▶

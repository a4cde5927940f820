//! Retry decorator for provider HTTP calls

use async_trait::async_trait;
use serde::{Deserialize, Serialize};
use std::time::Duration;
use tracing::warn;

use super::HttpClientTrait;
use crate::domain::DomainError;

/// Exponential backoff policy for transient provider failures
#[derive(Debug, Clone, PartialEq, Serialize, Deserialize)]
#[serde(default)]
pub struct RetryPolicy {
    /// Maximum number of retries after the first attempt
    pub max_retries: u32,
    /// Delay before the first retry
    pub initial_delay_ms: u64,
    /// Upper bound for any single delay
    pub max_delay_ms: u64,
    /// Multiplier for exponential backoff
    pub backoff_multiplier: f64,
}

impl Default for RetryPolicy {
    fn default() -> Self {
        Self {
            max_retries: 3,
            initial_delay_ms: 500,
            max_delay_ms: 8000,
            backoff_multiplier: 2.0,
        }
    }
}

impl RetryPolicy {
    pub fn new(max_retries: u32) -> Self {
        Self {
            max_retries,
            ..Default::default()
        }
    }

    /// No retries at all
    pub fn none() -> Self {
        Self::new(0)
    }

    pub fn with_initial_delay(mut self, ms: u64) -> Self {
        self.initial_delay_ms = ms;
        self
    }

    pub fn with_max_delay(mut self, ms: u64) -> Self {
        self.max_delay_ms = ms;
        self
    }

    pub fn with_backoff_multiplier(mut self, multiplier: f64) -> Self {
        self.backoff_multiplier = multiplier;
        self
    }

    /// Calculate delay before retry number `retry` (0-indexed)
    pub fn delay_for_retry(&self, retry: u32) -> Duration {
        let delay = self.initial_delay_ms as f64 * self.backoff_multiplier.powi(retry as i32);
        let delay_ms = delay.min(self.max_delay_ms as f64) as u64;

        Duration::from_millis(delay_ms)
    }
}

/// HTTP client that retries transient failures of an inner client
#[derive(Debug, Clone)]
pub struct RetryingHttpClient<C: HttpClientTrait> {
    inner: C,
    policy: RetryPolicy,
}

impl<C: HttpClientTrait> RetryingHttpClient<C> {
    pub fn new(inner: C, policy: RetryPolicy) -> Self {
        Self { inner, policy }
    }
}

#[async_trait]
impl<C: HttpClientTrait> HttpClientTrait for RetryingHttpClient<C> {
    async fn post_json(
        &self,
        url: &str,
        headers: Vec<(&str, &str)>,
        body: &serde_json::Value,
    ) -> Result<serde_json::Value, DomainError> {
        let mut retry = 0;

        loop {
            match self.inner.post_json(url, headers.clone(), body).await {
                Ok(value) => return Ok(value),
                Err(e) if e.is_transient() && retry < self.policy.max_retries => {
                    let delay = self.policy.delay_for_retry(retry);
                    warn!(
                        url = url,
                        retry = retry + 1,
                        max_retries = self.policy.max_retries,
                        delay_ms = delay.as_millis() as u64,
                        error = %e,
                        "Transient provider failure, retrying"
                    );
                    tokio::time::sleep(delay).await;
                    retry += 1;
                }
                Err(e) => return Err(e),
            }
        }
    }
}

◀
▶

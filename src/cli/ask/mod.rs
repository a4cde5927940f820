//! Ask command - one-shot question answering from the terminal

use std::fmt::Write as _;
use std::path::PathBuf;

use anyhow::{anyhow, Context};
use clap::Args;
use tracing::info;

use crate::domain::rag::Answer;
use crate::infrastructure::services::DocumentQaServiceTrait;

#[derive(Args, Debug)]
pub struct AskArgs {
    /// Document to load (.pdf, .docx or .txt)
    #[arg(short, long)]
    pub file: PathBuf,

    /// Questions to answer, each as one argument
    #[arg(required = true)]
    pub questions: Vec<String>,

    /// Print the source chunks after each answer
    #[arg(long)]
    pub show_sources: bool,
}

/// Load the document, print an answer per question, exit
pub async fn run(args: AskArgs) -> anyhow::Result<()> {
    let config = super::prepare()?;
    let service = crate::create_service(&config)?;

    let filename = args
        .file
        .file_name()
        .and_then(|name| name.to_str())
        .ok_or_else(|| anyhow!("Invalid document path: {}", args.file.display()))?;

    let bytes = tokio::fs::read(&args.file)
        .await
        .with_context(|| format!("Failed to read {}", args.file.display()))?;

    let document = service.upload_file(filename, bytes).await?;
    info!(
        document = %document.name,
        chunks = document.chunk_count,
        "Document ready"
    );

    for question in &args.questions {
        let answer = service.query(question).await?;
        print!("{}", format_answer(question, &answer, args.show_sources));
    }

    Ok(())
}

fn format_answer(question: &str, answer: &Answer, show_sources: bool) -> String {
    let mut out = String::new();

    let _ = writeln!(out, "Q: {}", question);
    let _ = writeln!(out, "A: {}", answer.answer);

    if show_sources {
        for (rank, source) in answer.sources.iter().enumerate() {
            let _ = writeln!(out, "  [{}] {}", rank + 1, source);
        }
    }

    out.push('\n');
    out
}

◀

» TASK DETAILS
Search the records for the word "String", then list every line that has it.

» EXERCISE ANSWER
    pub questions: Vec<String>,
fn format_answer(question: &str, answer: &Answer, show_sources: bool) -> String {
    let mut out = String::new();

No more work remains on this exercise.